## About this exercise
Take the entries below and print, exactly, the stretch from the line containing "Ok(Some(report))" through the line containing "let pipeline = pipeline", both included.

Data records
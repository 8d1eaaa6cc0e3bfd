use crate::config::{AUDIO_QUEUE_CAPACITY, Config};
use anyhow::Context;
use murmur_core::{CapturePipeline, PipelineLauncher, PipelineReport};
use murmur_native::capture::{CaptureHandle, spawn_capture};
use murmur_realtime::types::{Event, EventCategory};
use murmur_realtime::{Session, SessionError};
use secrecy::{ExposeSecret, SecretString};
use std::sync::{Arc, Mutex};
use tokio::sync::mpsc;
use tokio::task::JoinHandle;
use tokio_util::sync::CancellationToken;

type PipelineTask = JoinHandle<Result<PipelineReport, SessionError>>;

/// Opens the microphone and builds a session pipeline fed by it.
///
/// Subscribe through [`CapturePipeline::session`] before running it.
pub fn build_pipeline(config: &Config) -> anyhow::Result<(CapturePipeline, CaptureHandle)> {
    let token = SecretString::from(config.token()?.expose_secret().to_string());
    let (chunks_tx, chunks_rx) = mpsc::channel(AUDIO_QUEUE_CAPACITY);
    let capture = spawn_capture(config.input_device.clone(), chunks_tx)
        .context("Failed to start microphone capture")?;

    let session = Session::new(config.session_config());
    session.subscribe(EventCategory::Error, |event| {
        if let Event::Error(fault) = event {
            if fault.is_fatal() {
                tracing::error!("session fault ({:?}): {}", fault.kind(), fault.message());
            } else {
                tracing::warn!("session fault ({:?}): {}", fault.kind(), fault.message());
            }
        }
        Ok(())
    });

    Ok((CapturePipeline::new(session, token, chunks_rx), capture))
}

/// Runs the capture pipeline as a background task of the current runtime.
#[derive(Clone)]
pub struct BackgroundLauncher {
    config: Arc<Config>,
    shutdown: CancellationToken,
    task: Arc<Mutex<Option<PipelineTask>>>,
}

impl BackgroundLauncher {
    pub fn new(config: Arc<Config>, shutdown: CancellationToken) -> Self {
        Self {
            config,
            shutdown,
            task: Arc::new(Mutex::new(None)),
        }
    }

    /// Waits for a launched pipeline to finish. `None` if nothing was launched.
    pub async fn wait(&self) -> anyhow::Result<Option<PipelineReport>> {
        let task = match self.task.lock() {
            Ok(mut task) => task.take(),
            Err(poisoned) => poisoned.into_inner().take(),
        };
        let Some(task) = task else {
            return Ok(None);
        };
        let report = task
            .await
            .context("Background pipeline task failed")?
            .context("Background pipeline stopped")?;
        Ok(Some(report))
    }
}

impl PipelineLauncher for BackgroundLauncher {
    fn launch(&self) -> anyhow::Result<()> {
        let (pipeline, capture) = build_pipeline(&self.config)?;
        // The network is often not up yet right after boot.
        let pipeline = pipeline
            .with_connect_retries(self.config.max_reconnect_attempts, self.config.base_delay);
        pipeline
            .session()
            .subscribe(EventCategory::TranscriptFinal, |event| {
                if let Event::TranscriptFinal(transcript) = event {
                    tracing::info!("transcript: {}", transcript.text());
                }
                Ok(())
            });

        let shutdown = self.shutdown.clone();
        let task = tokio::spawn(async move {
            let result = pipeline.run(shutdown).await;
            // Releases the microphone; the capture thread exits on its own.
            drop(capture);
            if let Err(e) = &result {
                tracing::error!("background capture abandoned: {}", e);
            }
            result
        });

        match self.task.lock() {
            Ok(mut slot) => *slot = Some(task),
            Err(poisoned) => *poisoned.into_inner() = Some(task),
        }
        Ok(())
    }
}
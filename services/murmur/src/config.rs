//! Application Configuration Module
//!
//! Loads the `murmur` binary's settings from environment variables (a `.env`
//! file is honoured) into a single struct shared by every subcommand.

use murmur_realtime::SessionConfig;
use murmur_realtime::session::consts;
use secrecy::SecretString;
use std::env;
use std::path::PathBuf;
use std::str::FromStr;
use std::time::Duration;
use tracing::Level;

pub const TOKEN_VAR: &str = "MURMUR_TOKEN";
pub const STATE_DIR_VAR: &str = "MURMUR_STATE_DIR";
pub const MAX_RECONNECTS_VAR: &str = "MURMUR_MAX_RECONNECTS";
pub const BASE_DELAY_VAR: &str = "MURMUR_BASE_DELAY_MS";
pub const HANDSHAKE_TIMEOUT_VAR: &str = "MURMUR_HANDSHAKE_TIMEOUT_MS";
pub const INPUT_DEVICE_VAR: &str = "MURMUR_INPUT_DEVICE";
pub const OUTPUT_DEVICE_VAR: &str = "MURMUR_OUTPUT_DEVICE";
/// `granted` or `denied`. Absent means denied.
pub const PERMISSION_VAR: &str = "MURMUR_MIC_PERMISSION";
pub const LOG_LEVEL_VAR: &str = "RUST_LOG";

/// Captured PCM16 chunks waiting to be sent.
pub const AUDIO_QUEUE_CAPACITY: usize = 64;

#[derive(Debug)]
pub struct Config {
    pub endpoint: String,
    pub token: Option<SecretString>,
    pub state_dir: PathBuf,
    pub max_reconnect_attempts: u32,
    pub base_delay: Duration,
    pub handshake_timeout: Duration,
    pub input_device: Option<String>,
    pub output_device: Option<String>,
    pub log_level: Level,
}

#[derive(Debug, thiserror::Error)]
pub enum ConfigError {
    #[error("Missing environment variable: {0}")]
    MissingVar(String),
    #[error("Invalid value for {var}: {value}")]
    InvalidValue { var: String, value: String },
    #[error("Invalid log level provided for RUST_LOG: {0}")]
    InvalidLogLevel(String),
}

impl Config {
    /// Loads configuration from the process environment.
    ///
    // *   `MURMUR_ENDPOINT`: (Optional) Backend WebSocket URL. Defaults to `wss://localhost:8080/stream`.
    // *   `MURMUR_TOKEN`: Bearer token. Required by `listen` and `restart` only.
    // *   `MURMUR_STATE_DIR`: (Optional) Where the monitoring preference lives. Defaults to `$HOME/.local/state/murmur`.
    // *   `MURMUR_MAX_RECONNECTS`, `MURMUR_BASE_DELAY_MS`, `MURMUR_HANDSHAKE_TIMEOUT_MS`: (Optional) Reconnect policy.
    // *   `MURMUR_INPUT_DEVICE`, `MURMUR_OUTPUT_DEVICE`: (Optional) Audio device names. Default devices otherwise.
    // *   `RUST_LOG`: (Optional) The logging level. Defaults to "INFO".
    pub fn from_env() -> Result<Self, ConfigError> {
        // Load .env file. This is useful for local development and is ignored if not present.
        dotenvy::dotenv().ok();
        Self::from_lookup(|var| env::var(var).ok())
    }

    pub fn from_lookup<F>(lookup: F) -> Result<Self, ConfigError>
    where
        F: Fn(&str) -> Option<String>,
    {
        let endpoint = lookup(consts::ENDPOINT_VAR)
            .unwrap_or_else(|| consts::DEFAULT_ENDPOINT.to_string());
        let token = lookup(TOKEN_VAR)
            .filter(|token| !token.is_empty())
            .map(SecretString::from);

        let state_dir = match lookup(STATE_DIR_VAR) {
            Some(dir) => PathBuf::from(dir),
            None => {
                let home = lookup("HOME").ok_or_else(|| {
                    ConfigError::MissingVar(format!("{} (or HOME) must be set", STATE_DIR_VAR))
                })?;
                PathBuf::from(home).join(".local/state/murmur")
            }
        };

        let max_reconnect_attempts = parse_var(
            &lookup,
            MAX_RECONNECTS_VAR,
            consts::DEFAULT_MAX_RECONNECT_ATTEMPTS,
        )?;
        let base_delay = parse_millis(&lookup, BASE_DELAY_VAR, consts::DEFAULT_BASE_DELAY)?;
        let handshake_timeout = parse_millis(
            &lookup,
            HANDSHAKE_TIMEOUT_VAR,
            consts::DEFAULT_HANDSHAKE_TIMEOUT,
        )?;

        let log_level_str = lookup(LOG_LEVEL_VAR).unwrap_or_else(|| "INFO".to_string());
        let log_level = log_level_str
            .parse::<Level>()
            .map_err(|_| ConfigError::InvalidLogLevel(log_level_str))?;

        Ok(Self {
            endpoint,
            token,
            state_dir,
            max_reconnect_attempts,
            base_delay,
            handshake_timeout,
            input_device: lookup(INPUT_DEVICE_VAR),
            output_device: lookup(OUTPUT_DEVICE_VAR),
            log_level,
        })
    }

    pub fn session_config(&self) -> SessionConfig {
        SessionConfig::builder()
            .with_endpoint(&self.endpoint)
            .with_max_reconnect_attempts(self.max_reconnect_attempts)
            .with_base_delay(self.base_delay)
            .with_handshake_timeout(self.handshake_timeout)
            .build()
    }

    /// The bearer token, for subcommands that open a session.
    pub fn token(&self) -> Result<&SecretString, ConfigError> {
        self.token
            .as_ref()
            .ok_or_else(|| ConfigError::MissingVar(TOKEN_VAR.to_string()))
    }
}

fn parse_var<F, T>(lookup: &F, var: &str, default: T) -> Result<T, ConfigError>
where
    F: Fn(&str) -> Option<String>,
    T: FromStr,
{
    match lookup(var) {
        None => Ok(default),
        Some(value) => value.trim().parse::<T>().map_err(|_| ConfigError::InvalidValue {
            var: var.to_string(),
            value,
        }),
    }
}

fn parse_millis<F>(lookup: &F, var: &str, default: Duration) -> Result<Duration, ConfigError>
where
    F: Fn(&str) -> Option<String>,
{
    match lookup(var) {
        None => Ok(default),
        Some(_) => parse_var(lookup, var, 0u64).map(Duration::from_millis),
    }
}
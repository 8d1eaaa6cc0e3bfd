//! In-memory connector for driving a [`Session`](crate::Session) without a network.
//!
//! Every successful `open` hands the test a [`ServerEnd`] through the receiver
//! returned by [`MemoryConnector::new`].

use crate::error::SessionError;
use crate::transport::{ConnectRequest, Connector, Incoming, Transport, TransportFailure};
use async_trait::async_trait;
use futures::channel::mpsc;
use futures::{SinkExt, StreamExt};
use murmur_types::RawMessage;
use secrecy::ExposeSecret;
use std::collections::VecDeque;
use std::sync::{Arc, Mutex};
use tokio::time::Instant;

/// How the next `open` call behaves.
#[derive(Debug, Clone, PartialEq)]
pub enum OpenOutcome {
    /// Open and acknowledge with a `connected` frame straight away.
    Handshake,
    /// Open without acknowledging; the test drives the handshake.
    Accept,
    /// Open, then close before the handshake completes.
    AcceptThenClose(String),
    /// Reject the upgrade as unauthorized.
    Reject(String),
    /// Fail to reach the endpoint.
    Fail(String),
}

/// The backend's side of one in-memory transport.
pub struct ServerEnd {
    to_client: mpsc::UnboundedSender<Result<Incoming, TransportFailure>>,
    from_client: mpsc::UnboundedReceiver<RawMessage>,
    token: String,
}

impl ServerEnd {
    /// The bearer token the client connected with.
    pub fn token(&self) -> &str {
        &self.token
    }

    pub fn send_connected(&self) -> bool {
        self.send_text(r#"{"type":"connected","session_id":"memory"}"#)
    }

    pub fn send_json(&self, value: serde_json::Value) -> bool {
        self.send_text(&value.to_string())
    }

    pub fn send_text(&self, text: &str) -> bool {
        self.push(Ok(Incoming::Message(RawMessage::Text(text.to_string()))))
    }

    pub fn send_binary(&self, bytes: Vec<u8>) -> bool {
        self.push(Ok(Incoming::Message(RawMessage::Binary(bytes))))
    }

    /// Server-initiated close.
    pub fn close(&self, reason: &str) -> bool {
        self.push(Ok(Incoming::Closed(Some(reason.to_string()))))
    }

    /// Network-level read error.
    pub fn fail(&self, reason: &str) -> bool {
        self.push(Err(TransportFailure(reason.to_string())))
    }

    /// Next message written by the client, `None` once the client hung up.
    pub async fn next_sent(&mut self) -> Option<RawMessage> {
        self.from_client.next().await
    }

    fn push(&self, item: Result<Incoming, TransportFailure>) -> bool {
        self.to_client.unbounded_send(item).is_ok()
    }
}

struct Script {
    queued: VecDeque<OpenOutcome>,
    fallback: OpenOutcome,
    opened_at: Vec<Instant>,
}

pub struct MemoryConnector {
    script: Mutex<Script>,
    ends: mpsc::UnboundedSender<ServerEnd>,
}

impl MemoryConnector {
    /// `fallback` applies whenever no scripted outcome is queued.
    pub fn new(fallback: OpenOutcome) -> (Arc<Self>, mpsc::UnboundedReceiver<ServerEnd>) {
        let (ends, ends_rx) = mpsc::unbounded();
        let connector = Self {
            script: Mutex::new(Script {
                queued: VecDeque::new(),
                fallback,
                opened_at: Vec::new(),
            }),
            ends,
        };
        (Arc::new(connector), ends_rx)
    }

    /// Queues the outcome of a future `open`, in call order.
    pub fn script(&self, outcome: OpenOutcome) {
        self.lock().queued.push_back(outcome);
    }

    /// Number of `open` calls so far, failed ones included.
    pub fn open_count(&self) -> usize {
        self.lock().opened_at.len()
    }

    pub fn opened_at(&self) -> Vec<Instant> {
        self.lock().opened_at.clone()
    }

    fn lock(&self) -> std::sync::MutexGuard<'_, Script> {
        self.script
            .lock()
            .unwrap_or_else(|poisoned| poisoned.into_inner())
    }
}

#[async_trait]
impl Connector for MemoryConnector {
    async fn open(&self, request: &ConnectRequest) -> Result<Transport, SessionError> {
        let outcome = {
            let mut script = self.lock();
            script.opened_at.push(Instant::now());
            let fallback = script.fallback.clone();
            script.queued.pop_front().unwrap_or(fallback)
        };

        match &outcome {
            OpenOutcome::Reject(reason) => return Err(SessionError::Auth(reason.clone())),
            OpenOutcome::Fail(reason) => return Err(SessionError::Transport(reason.clone())),
            _ => {}
        }

        let (to_client, client_rx) = mpsc::unbounded();
        let (client_tx, from_client) = mpsc::unbounded();
        let end = ServerEnd {
            to_client,
            from_client,
            token: request.token().expose_secret().to_string(),
        };

        match &outcome {
            OpenOutcome::Handshake => {
                end.send_connected();
            }
            OpenOutcome::AcceptThenClose(reason) => {
                end.close(reason);
            }
            _ => {}
        }

        // Nobody listening for server ends is fine for fully scripted tests.
        let _ = self.ends.unbounded_send(end);

        let sink = client_tx.sink_map_err(|e| TransportFailure(e.to_string()));
        Ok(Transport::new(sink, client_rx))
    }
}
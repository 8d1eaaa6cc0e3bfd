pub mod client;
pub mod server;

use serde_json::{Map, Value};

pub use client::{AskCommand, CustomCommand, SpeakCommand};
pub use server::{
    AudioResponseEvent, CloneResponseEvent, ConnectedEvent, ErrorEvent, GenericMessage,
    TranscriptEvent,
};

/// Values of the `type` discriminator understood on the wire.
pub mod wire {
    pub const CONNECTED: &str = "connected";
    pub const TRANSCRIPT_INTERIM: &str = "transcript_interim";
    pub const TRANSCRIPT_FINAL: &str = "transcript_final";
    pub const CLONE_RESPONSE: &str = "clone_response";
    pub const AUDIO_RESPONSE: &str = "audio_response";
    pub const ERROR: &str = "error";

    pub const SPEAK: &str = "speak";
    pub const ASK: &str = "ask";

    pub const TYPE_FIELD: &str = "type";
}

/// Commands the client sends to the backend as control frames.
#[derive(Debug, Clone, PartialEq)]
pub enum ClientCommand {
    Speak(SpeakCommand),
    Ask(AskCommand),
    /// Any other `{type, ...data}` command, for backend additions.
    Custom(CustomCommand),
}

impl ClientCommand {
    pub fn speak(text: &str) -> Self {
        ClientCommand::Speak(SpeakCommand::new(text))
    }

    pub fn ask(text: &str) -> Self {
        ClientCommand::Ask(AskCommand::new(text))
    }

    pub fn custom(command_type: &str, data: Map<String, Value>) -> Self {
        ClientCommand::Custom(CustomCommand::new(command_type, data))
    }

    pub fn command_type(&self) -> &str {
        match self {
            ClientCommand::Speak(_) => wire::SPEAK,
            ClientCommand::Ask(_) => wire::ASK,
            ClientCommand::Custom(custom) => custom.command_type(),
        }
    }

    /// The command body without its `type` discriminator.
    pub fn params(&self) -> Result<Map<String, Value>, serde_json::Error> {
        let value = match self {
            ClientCommand::Speak(speak) => serde_json::to_value(speak)?,
            ClientCommand::Ask(ask) => serde_json::to_value(ask)?,
            ClientCommand::Custom(custom) => return Ok(custom.data().clone()),
        };
        match value {
            Value::Object(map) => Ok(map),
            _ => Ok(Map::new()),
        }
    }
}

/// A decoded inbound control frame.
#[derive(Debug, Clone, PartialEq)]
pub enum ServerEvent {
    Connected(ConnectedEvent),
    TranscriptInterim(TranscriptEvent),
    TranscriptFinal(TranscriptEvent),
    CloneResponse(CloneResponseEvent),
    AudioResponse(AudioResponseEvent),
    Error(ErrorEvent),
    /// Catch-all for absent or unrecognized `type` values.
    Message(GenericMessage),
}

impl ServerEvent {
    /// The wire `type` of this event, if it carried a string one.
    pub fn type_name(&self) -> Option<&str> {
        match self {
            ServerEvent::Connected(_) => Some(wire::CONNECTED),
            ServerEvent::TranscriptInterim(_) => Some(wire::TRANSCRIPT_INTERIM),
            ServerEvent::TranscriptFinal(_) => Some(wire::TRANSCRIPT_FINAL),
            ServerEvent::CloneResponse(_) => Some(wire::CLONE_RESPONSE),
            ServerEvent::AudioResponse(_) => Some(wire::AUDIO_RESPONSE),
            ServerEvent::Error(_) => Some(wire::ERROR),
            ServerEvent::Message(message) => message.event_type(),
        }
    }

    pub fn is_connected(&self) -> bool {
        matches!(self, ServerEvent::Connected(_))
    }
}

## Written answer
        Ok(Some(report))
    }
}

impl PipelineLauncher for BackgroundLauncher {
    fn launch(&self) -> anyhow::Result<()> {
        let (pipeline, capture) = build_pipeline(&self.config)?;
        // The network is often not up yet right after boot.
        let pipeline = pipeline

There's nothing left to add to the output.